= Work task =
Copy, word for word, each line of the data below from the first through the line containing "enumerated and checked.", and stop there.

= Records shown =

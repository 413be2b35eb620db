//! Run-once pipeline driver.
//!
//! Stage order: extract the source reference, create the destination folder,
//! discover valid candidates (bounded or adaptive), download them through the
//! worker pool, fold the outcomes into a [`RunReport`]. Fatal errors
//! (malformed URL, invalid configuration, destination-directory failure)
//! abort the run; per-item probe and download failures only shape the tally.

use std::path::PathBuf;
use std::sync::Arc;

use thiserror::Error;
use tracing::{info, instrument};

use crate::discover::{
    DiscoverError, HeadProber, bounded_candidates, discover_adaptive, validate_bounded,
};
use crate::download::{DownloadPool, EngineError, FetchClient};
use crate::pattern::{self, PatternError};
use crate::progress::{ProgressEvent, ProgressSink};
use crate::report::RunReport;

/// How candidate URLs are enumerated and checked.
#[derive(Debug, Clone, Copy, PartialEq, Eq)]
pub enum DiscoveryMode {
    /// Generate exactly `max_count` candidates, then validate them all
    /// concurrently.
    Bounded {
        /// Number of candidates to generate; zero yields an empty run.
        max_count: u32,
    },
    /// Probe forward from index 1 until `threshold` consecutive misses.
    Adaptive {
        /// Consecutive-miss streak that ends discovery; must be at least 1.
        threshold: u32,
    },
}

/// In-memory configuration for one harvest run.
#[derive(Debug, Clone)]
pub struct HarvestConfig {
    /// The gallery listing URL.
    pub url: String,
    /// Directory the images are written into; created if absent.
    pub dest_dir: PathBuf,
    /// Discovery policy.
    pub mode: DiscoveryMode,
    /// Worker width for validation probes and downloads (1-100).
    pub concurrency: usize,
}

/// Fatal errors that abort a harvest run.
#[derive(Debug, Error)]
pub enum HarvestError {
    /// The listing URL could not be parsed into a source reference.
    /// Raised before any network call.
    #[error(transparent)]
    Pattern(#[from] PatternError),

    /// Discovery configuration or execution failed.
    #[error(transparent)]
    Discover(#[from] DiscoverError),

    /// Worker pool configuration or execution failed.
    #[error(transparent)]
    Engine(#[from] EngineError),

    /// The destination directory could not be created.
    #[error("cannot create destination directory {path}: {source}")]
    DestinationDir {
        /// The directory that could not be created.
        path: PathBuf,
        /// The underlying IO error.
        #[source]
        source: std::io::Error,
    },
}

/// Runs the whole discovery-and-download pipeline exactly once.
///
/// A run with zero valid candidates is a success with zero downloads. Invalid
/// candidates are not failures: `failed` counts download attempts only.
///
/// # Errors
///
/// Returns [`HarvestError`] for the fatal cases: malformed listing URL,
/// invalid threshold or concurrency, or a destination directory that cannot
/// be created. All of these are raised before any download starts.
#[instrument(skip(config, progress), fields(url = %config.url, dest_dir = %config.dest_dir.display()))]
pub async fn run_harvest(
    config: &HarvestConfig,
    progress: &ProgressSink,
) -> Result<RunReport, HarvestError> {
    let source = pattern::extract(&config.url)?;
    info!(base_url = %source.base_url, stem = %source.stem, "source reference extracted");

    // Fail fast on configuration before touching the network or filesystem.
    let pool = DownloadPool::new(config.concurrency)?;
    if let DiscoveryMode::Adaptive { threshold: 0 } = config.mode {
        return Err(DiscoverError::InvalidThreshold { value: 0 }.into());
    }

    // Created once, before any worker starts.
    tokio::fs::create_dir_all(&config.dest_dir)
        .await
        .map_err(|e| HarvestError::DestinationDir {
            path: config.dest_dir.clone(),
            source: e,
        })?;

    let prober = HeadProber::new();
    let (total_candidates, valid_urls) = match config.mode {
        DiscoveryMode::Bounded { max_count } => {
            let candidates = bounded_candidates(&source, max_count);
            progress.emit(ProgressEvent::Generated {
                total: candidates.len(),
            });
            let total = candidates.len();
            let results =
                validate_bounded(Arc::new(prober), candidates, config.concurrency, progress)
                    .await?;
            let valid: Vec<String> = results
                .into_iter()
                .filter(|r| r.valid)
                .map(|r| r.candidate.url)
                .collect();
            (total, valid)
        }
        DiscoveryMode::Adaptive { threshold } => {
            let outcome = discover_adaptive(&prober, &source, threshold, progress).await?;
            (
                usize::try_from(outcome.probes).unwrap_or(usize::MAX),
                outcome.valid.into_iter().map(|c| c.url).collect(),
            )
        }
    };

    progress.emit(ProgressEvent::Discovered {
        total_valid: valid_urls.len(),
    });
    info!(
        total_candidates,
        total_valid = valid_urls.len(),
        "discovery complete"
    );

    let mut report = RunReport::new(total_candidates, valid_urls.len());
    if valid_urls.is_empty() {
        // Nothing to download is a successful (empty) run.
        return Ok(report);
    }

    let client = FetchClient::new();
    let outcomes = pool
        .download_all(&client, valid_urls, &config.dest_dir, progress)
        .await?;
    for outcome in &outcomes {
        report.record(outcome);
    }

    info!(
        succeeded = report.succeeded(),
        failed = report.failed(),
        "harvest complete"
    );
    Ok(report)
}

#[cfg(test)]
#[allow(clippy::unwrap_used)]
mod tests {
    use super::*;

    use tempfile::TempDir;

    fn config(url: &str, dest: PathBuf, mode: DiscoveryMode) -> HarvestConfig {
        HarvestConfig {
            url: url.to_string(),
            dest_dir: dest,
            mode,
            concurrency: 4,
        }
    }

    #[tokio::test]
    async fn test_malformed_url_fails_before_any_network_call() {
        let temp_dir = TempDir::new().unwrap();
        let dest = temp_dir.path().join("out");
        let cfg = config(
            "https://example.com/page.html",
            dest.clone(),
            DiscoveryMode::Bounded { max_count: 3 },
        );

        let result = run_harvest(&cfg, &ProgressSink::disabled()).await;
        assert!(matches!(result, Err(HarvestError::Pattern(_))));
        // No partial state: the destination directory was never created.
        assert!(!dest.exists());
    }

    #[tokio::test]
    async fn test_zero_threshold_fails_before_directory_creation() {
        let temp_dir = TempDir::new().unwrap();
        let dest = temp_dir.path().join("out");
        let cfg = config(
            "https://site.example/g1/index.html",
            dest.clone(),
            DiscoveryMode::Adaptive { threshold: 0 },
        );

        let result = run_harvest(&cfg, &ProgressSink::disabled()).await;
        assert!(matches!(
            result,
            Err(HarvestError::Discover(DiscoverError::InvalidThreshold { value: 0 }))
        ));
        assert!(!dest.exists());
    }

    #[tokio::test]
    async fn test_invalid_concurrency_fails_fast() {
        let temp_dir = TempDir::new().unwrap();
        let mut cfg = config(
            "https://site.example/g1/index.html",
            temp_dir.path().join("out"),
            DiscoveryMode::Bounded { max_count: 3 },
        );
        cfg.concurrency = 0;

        let result = run_harvest(&cfg, &ProgressSink::disabled()).await;
        assert!(matches!(
            result,
            Err(HarvestError::Engine(EngineError::InvalidConcurrency { value: 0 }))
        ));
    }

    #[tokio::test]
    async fn test_bounded_zero_count_is_empty_success() {
        let temp_dir = TempDir::new().unwrap();
        let dest = temp_dir.path().join("out");
        let cfg = config(
            "https://site.example/g1/index.html",
            dest.clone(),
            DiscoveryMode::Bounded { max_count: 0 },
        );

        let report = run_harvest(&cfg, &ProgressSink::disabled()).await.unwrap();
        assert_eq!(report.total_candidates(), 0);
        assert_eq!(report.total_valid(), 0);
        assert_eq!(report.succeeded(), 0);
        assert_eq!(report.failed(), 0);
        // The destination folder exists (created before discovery) but is empty.
        assert!(dest.is_dir());
        assert_eq!(std::fs::read_dir(&dest).unwrap().count(), 0);
    }
}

= Solution to the exercise =
repository 413be2b35eb620db
//! Run-once pipeline driver.
//!
//! Stage order: extract the source reference, create the destination folder,
//! discover valid candidates (bounded or adaptive), download them through the
//! worker pool, fold the outcomes into a [`RunReport`]. Fatal errors
//! (malformed URL, invalid configuration, destination-directory failure)
//! abort the run; per-item probe and download failures only shape the tally.

use std::path::PathBuf;
use std::sync::Arc;

use thiserror::Error;
use tracing::{info, instrument};

use crate::discover::{
    DiscoverError, HeadProber, bounded_candidates, discover_adaptive, validate_bounded,
};
use crate::download::{DownloadPool, EngineError, FetchClient};
use crate::pattern::{self, PatternError};
use crate::progress::{ProgressEvent, ProgressSink};
use crate::report::RunReport;

/// How candidate URLs are enumerated and checked.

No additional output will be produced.